La Corte di Cassazione, con la recente ordinanza n. 24797/2024 pubblicata il 16 settembre scorso, in linea con l’orientamento giurisprudenziale maggioritario, afferma il primato della tutela dei mezzi di difesa rispetto alle esigenze di riservatezza dei terzi.
Il caso preso in esame dalla Suprema Corte riguarda la produzione in giudizio, da parte di alcuni dipendenti, di una registrazione di una riunione svoltasi diversi anni prima tra un collega ed i dirigenti della loro azienda.
Questi ultimi, coinvolti nelle registrazioni senza il loro consenso, presentavano reclamo al Garante per la protezione dei dati personali ai sensi dell’art. 77 del Regolamento UE 2016/679 (GDPR), chiedendo di cancellare e/o distruggere il file audio prodotto.
Il Garante, investito della vicenda, respingeva la richiesta, ritenendo la registrazione lecita poiché giustificata dalla necessità di contestare addebiti inerenti al rapporto di lavoro.
I dirigenti decidevano, così, di sottoporre la questione al Tribunale ordinario, che accoglieva le loro ragioni dichiarando illegittimo il provvedimento dell’Autorità Garante per la protezione dei dati, in quanto il file audio conteneva la registrazione di una riunione svoltasi qualche anno prima per risolvere “alcune difficoltà organizzative interne all’azienda” e, quindi, effettuata senza che vi fossero nell’immediatezza esigenze difensive, ed anzi evidenziava che la stessa era stata conservata e ceduta ai colleghi al solo scopo di consentirne la produzione a distanza di anni nelle rispettive cause di lavoro contro l’azienda.
La Cassazione, interessata della questione, ha invece ribaltato la sentenza del Giudice di merito, riaffermando la validità della posizione del Garante. La Corte ha infatti stabilito che, in generale, l’utilizzo di dati personali senza il consenso dell’interessato è lecito quando è finalizzato alla difesa di un diritto fondamentale quale è, come nel caso di specie, la difesa giurisdizionale.
A parere della Suprema Corte, quando i dati vengono prodotti in giudizio, spetta al Giudice bilanciare gli interessi in gioco e conseguentemente decidere se ammettere o meno prove che comportino il trattamento di dati di terzi.
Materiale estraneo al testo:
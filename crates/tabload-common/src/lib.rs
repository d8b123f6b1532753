//! tabload common library
#![deny(clippy::unwrap_used, clippy::expect_used)]
//!
//! Shared error handling and logging setup for the tabload workspace.
//!
//! - **Error Handling**: [`TabloadError`] and the [`Result`] alias
//! - **Logging**: [`logging::LogConfig`] and [`logging::init_logging`]
//!
//! # Example
//!
//! ```no_run
//! use tabload_common::logging::{init_logging, LogConfig, LogLevel};
//!
//! fn main() -> tabload_common::Result<()> {
//!     let config = LogConfig::builder().level(LogLevel::Debug).build();
//!     let _guard = init_logging(&config)?;
//!     tracing::info!("ready");
//!     Ok(())
//! }
//! ```

pub mod error;
pub mod logging;

pub use error::{Result, TabloadError};
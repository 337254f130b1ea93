//! Turns the converter's HTML into the cleaned block sequence the parser
//! works on.

use std::sync::LazyLock;

use scraper::{ElementRef, Html, Node as HtmlNode, Selector};

use crate::block::{Block, BlockKind, Element, Node, merge_adjacent_bold};
use crate::parser::{Context, ParseError};
use crate::types::IssueKind;

/// Heading, content and sidenote are separated by at most two rules.
pub const MAX_SEPARATORS: usize = 2;

const SKIPPED_TAGS: [&str; 5] = ["script", "style", "head", "title", "noscript"];
const TAB_CLASS: &str = "pydocx-tab";
const CAPS_CLASS: &str = "pydocx-caps";

static BODY: LazyLock<Selector> =
    LazyLock::new(|| Selector::parse("body").expect("invalid selector: body"));

/// Replaces the punctuation variants that break text equality checks and
/// drops the control characters the converter leaves behind.
pub fn canonicalize(source: &str) -> String {
    let mut out = String::with_capacity(source.len());
    for c in source.chars() {
        match c {
            '\u{201c}' | '\u{201d}' => out.push('"'),
            '\u{2018}' | '\u{2019}' => out.push('\''),
            '\u{ff1a}' | '\u{fe13}' | '\u{fe30}' => out.push(':'),
            '\u{a0}' => out.push(' '),
            '\n' | '\r' | '\t' | '\u{200d}' => {}
            _ => out.push(c),
        }
    }
    out
}

pub(crate) fn normalize(source: &str, cx: &mut Context) -> Result<Vec<Block>, ParseError> {
    let document = Html::parse_document(&canonicalize(source));
    let body = document.select(&BODY).next().ok_or(ParseError::MissingBody)?;

    let mut blocks: Vec<Block> = Vec::new();
    for node in convert_children(body) {
        match node {
            Node::Element(element) => blocks.push(Block::new(element)),
            Node::Text(text) => {
                if text.trim().is_empty() {
                    continue;
                }
                match blocks.last_mut() {
                    Some(previous) => previous.tail.push_str(&text),
                    None => blocks.push(Block::paragraph(vec![Node::Text(text)])),
                }
            }
        }
    }
    log::debug!("Read {} top-level block(s)", blocks.len());

    Ok(normalize_blocks(blocks, cx))
}

fn convert_children(parent: ElementRef) -> Vec<Node> {
    let mut nodes = Vec::new();
    for child in parent.children() {
        match child.value() {
            HtmlNode::Text(text) => push_text(&mut nodes, text),
            HtmlNode::Element(_) => {
                let Some(element) = ElementRef::wrap(child) else {
                    continue;
                };
                let name = element.value().name();
                if SKIPPED_TAGS.contains(&name) {
                    continue;
                }
                let class = element.value().attr("class");
                let has_class =
                    |wanted: &str| class.is_some_and(|c| c.split_whitespace().any(|c| c == wanted));

                if has_class(CAPS_CLASS) {
                    let text: String = element.text().collect();
                    push_text(&mut nodes, &text.to_uppercase());
                } else if has_class(TAB_CLASS) {
                    for node in convert_children(element) {
                        match node {
                            Node::Text(text) => push_text(&mut nodes, &text),
                            node => nodes.push(node),
                        }
                    }
                } else {
                    nodes.push(Node::Element(Element {
                        name: name.to_string(),
                        class: class.map(str::to_string),
                        children: convert_children(element),
                    }));
                }
            }
            _ => {}
        }
    }
    nodes
}

fn push_text(nodes: &mut Vec<Node>, text: &str) {
    if text.is_empty() {
        return;
    }
    match nodes.last_mut() {
        Some(Node::Text(previous)) => previous.push_str(text),
        _ => nodes.push(Node::Text(text.to_string())),
    }
}

/// The block-level clean-up. Running it on its own output changes nothing.
pub(crate) fn normalize_blocks(blocks: Vec<Block>, cx: &mut Context) -> Vec<Block> {
    let mut cleaned: Vec<Block> = blocks
        .into_iter()
        .filter(|block| block.is_rule() || !block.is_blank() || block.is_structural())
        .collect();

    for block in &mut cleaned {
        if is_bold_run(block) {
            merge_adjacent_bold(&mut block.element.children, true);
        }
    }

    repair_separators(cleaned, cx)
}

/// A paragraph made only of two or more bold spans, e.g. a title the
/// converter broke into several style runs.
fn is_bold_run(block: &Block) -> bool {
    if block.kind() != BlockKind::Paragraph || block.has_tail() {
        return false;
    }
    let mut bold = 0;
    for (_, child) in block.element.significant_children() {
        if !child.is_bold() {
            return false;
        }
        bold += 1;
    }
    bold > 1
}

fn repair_separators(blocks: Vec<Block>, cx: &mut Context) -> Vec<Block> {
    let rules = blocks.iter().filter(|b| b.is_rule()).count();
    if rules <= MAX_SEPARATORS {
        return blocks;
    }

    let Some(anchor) = blocks
        .iter()
        .position(|b| cx.config.is_clerk_anchor(&b.full_text()))
    else {
        cx.record(
            IssueKind::SeparatorCount,
            format!("Found {} separators and no clerks marker to repair them", rules),
        );
        return blocks;
    };

    let spurious = blocks[..anchor].iter().filter(|b| b.is_rule()).count();
    cx.record(
        IssueKind::SeparatorCount,
        format!(
            "Found {} separators; removing {} before the clerks marker",
            rules, spurious
        ),
    );
    blocks
        .into_iter()
        .enumerate()
        .filter(|(index, block)| *index >= anchor || !block.is_rule())
        .map(|(_, block)| block)
        .collect()
}
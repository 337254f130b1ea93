//! Per-language marker vocabulary and patterns.
//!
//! A [`MarkerSet`] is plain data (serializable, so it can be extended from a
//! JSON file without recompiling); [`LanguageConfig::compile`] validates it
//! into the form the parser uses. The built-in English and Chinese sets are
//! compiled once and shared read-only between parses.

use std::collections::HashMap;
use std::sync::LazyLock;

use regex::{Captures, Regex};
use schemars::JsonSchema;
use serde::{Deserialize, Serialize};

use crate::parser::ParseError;
use crate::types::{Language, SectionKind};

#[derive(Debug, thiserror::Error)]
pub enum ConfigError {
    #[error("Invalid pattern for {field}: {source}")]
    InvalidPattern {
        field: &'static str,
        #[source]
        source: regex::Error,
    },
    #[error("Pattern for {field} is missing the named group '{group}'")]
    MissingGroup {
        field: &'static str,
        group: &'static str,
    },
    #[error("Failed to read marker set: {0}")]
    Decode(#[from] serde_json::Error),
}

/// How the public officers attending are laid out in the heading.
#[derive(Debug, Clone, Copy, PartialEq, Eq, Serialize, Deserialize, JsonSchema)]
#[serde(rename_all = "snake_case")]
pub enum OfficerLayout {
    /// Name and titles on one entry, position on the next.
    Alternating,
    /// Position, name and titles on a single entry.
    Combined,
}

#[derive(Debug, Clone, PartialEq, Eq, Serialize, Deserialize, JsonSchema)]
pub struct SectionHeader {
    pub text: String,
    pub kind: SectionKind,
}

#[derive(Debug, Clone, PartialEq, Eq, Serialize, Deserialize, JsonSchema)]
pub struct MarkerSet {
    pub language: Language,
    pub hansard_title: Vec<String>,
    pub members_present: Vec<String>,
    pub members_absent: Vec<String>,
    pub public_officers: Vec<String>,
    pub clerks: Vec<String>,
    pub president: String,
    /// Must capture `name`.
    pub member_name_pattern: String,
    /// Must capture `name` and `title`.
    pub clerk_pattern: String,
    pub officer_layout: OfficerLayout,
    /// Must capture `position` and `name`; `title` is optional.
    pub combined_officer_pattern: Option<String>,
    pub sitting_date_formats: Vec<String>,
    /// Must capture `year`, `month` and `day`.
    pub sitting_date_pattern: Option<String>,
    pub opening_pattern: String,
    /// Whether the script has letter case; drives the upper/mixed case tests
    /// on headers and titles.
    pub has_case: bool,
    pub sections: Vec<SectionHeader>,
    /// Must capture `event`.
    pub event_pattern: String,
    /// Must capture `number`.
    pub question_number_pattern: String,
    pub bill_stages: Vec<String>,
    pub bill_title_pattern: Option<String>,
    pub subsidiary_legislation: Vec<String>,
    pub other_papers: Vec<String>,
    /// Must capture `number` and `title`.
    pub paper_number_pattern: String,
    /// Must capture `number` and `title`.
    pub legislation_line_pattern: String,
    pub legislation_number_pattern: String,
    pub paper_closing_suffixes: Vec<String>,
    pub registry_code: String,
}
La Cassazione ha quindi affermato – richiamando il diritto alla cancellazione (art. 17 GDPR) e quello di opposizione (art. 21 GDPR) – che, nel bilanciamento tra il diritto alla difesa e la protezione dei dati personali, il primo può prevalere, soprattutto quando sono in gioco diritti fondamentali legati alla dignità della persona, come nel caso dei diritti dei lavoratori, protetti dall’articolo 36 della Costituzione.
Con questa decisione, la Cassazione conferma che, in presenza di un diritto fondamentale, come quello alla difesa in giudizio, l’utilizzo di registrazioni non consensuali può essere considerato legittimo, subordinando così la tutela della privacy alle esigenze di giustizia.